Assignment
Only the lines from the one with "has already passed." through the last belong in the output; print them exactly as given below.

Dataset excerpts
● ● ● ● ● ● ●

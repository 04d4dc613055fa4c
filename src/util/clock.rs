//! Monotonic clock
//!
//! All interval timing in a run (warmup, per-second sampling deadlines, and
//! per-operation latency) is taken from `CLOCK_MONOTONIC` through a direct
//! `clock_gettime` call. Wall-clock adjustments never affect a measurement.

use std::time::Duration;

/// Point on the monotonic clock with microsecond resolution
///
/// Internally the full nanosecond reading is kept so that latency samples of
/// fast devices (a few microseconds) do not collapse to zero.
#[derive(Debug, Copy, Clone, PartialEq, Eq, PartialOrd, Ord)]
pub struct MonotonicInstant {
    nanos: u64,
}

impl MonotonicInstant {
    /// Read the current time from `CLOCK_MONOTONIC`
    #[inline(always)]
    pub fn now() -> Self {
        let mut ts = libc::timespec {
            tv_sec: 0,
            tv_nsec: 0,
        };

        // SAFETY: `ts` is a valid, writable timespec and CLOCK_MONOTONIC is
        // always available on supported platforms.
        unsafe {
            libc::clock_gettime(libc::CLOCK_MONOTONIC, &mut ts);
        }

        let nanos = (ts.tv_sec as u64) * 1_000_000_000 + (ts.tv_nsec as u64);

        Self { nanos }
    }

    /// Microseconds since the clock's (unspecified) epoch
    #[inline]
    pub fn as_micros(&self) -> u64 {
        self.nanos / 1_000
    }

    /// Duration since an earlier instant, saturating at zero
    #[inline(always)]
    pub fn duration_since(&self, earlier: MonotonicInstant) -> Duration {
        Duration::from_nanos(self.nanos.saturating_sub(earlier.nanos))
    }

    /// Time elapsed since this instant
    #[inline(always)]
    pub fn elapsed(&self) -> Duration {
        Self::now().duration_since(*self)
    }

    /// This instant shifted forward by `offset`, saturating at the clock's maximum
    #[inline]
    pub fn offset_by(&self, offset: Duration) -> Self {
        let offset = u64::try_from(offset.as_nanos()).unwrap_or(u64::MAX);
        Self {
            nanos: self.nanos.saturating_add(offset),
        }
    }
}

/// Current monotonic time in microseconds
#[inline]
pub fn now_us() -> u64 {
    MonotonicInstant::now().as_micros()
}

/// Block the calling thread until the monotonic clock reaches `deadline`
///
/// Returns immediately if the deadline has already passed.
pub fn sleep_until(deadline: MonotonicInstant) {
    let now = MonotonicInstant::now();
    if deadline > now {
        std::thread::sleep(deadline.duration_since(now));
    }
}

● ● ● ● ● ● ●

Exercise answer
/// Returns immediately if the deadline has already passed.
pub fn sleep_until(deadline: MonotonicInstant) {
    let now = MonotonicInstant::now();
    if deadline > now {
        std::thread::sleep(deadline.duration_since(now));
    }
}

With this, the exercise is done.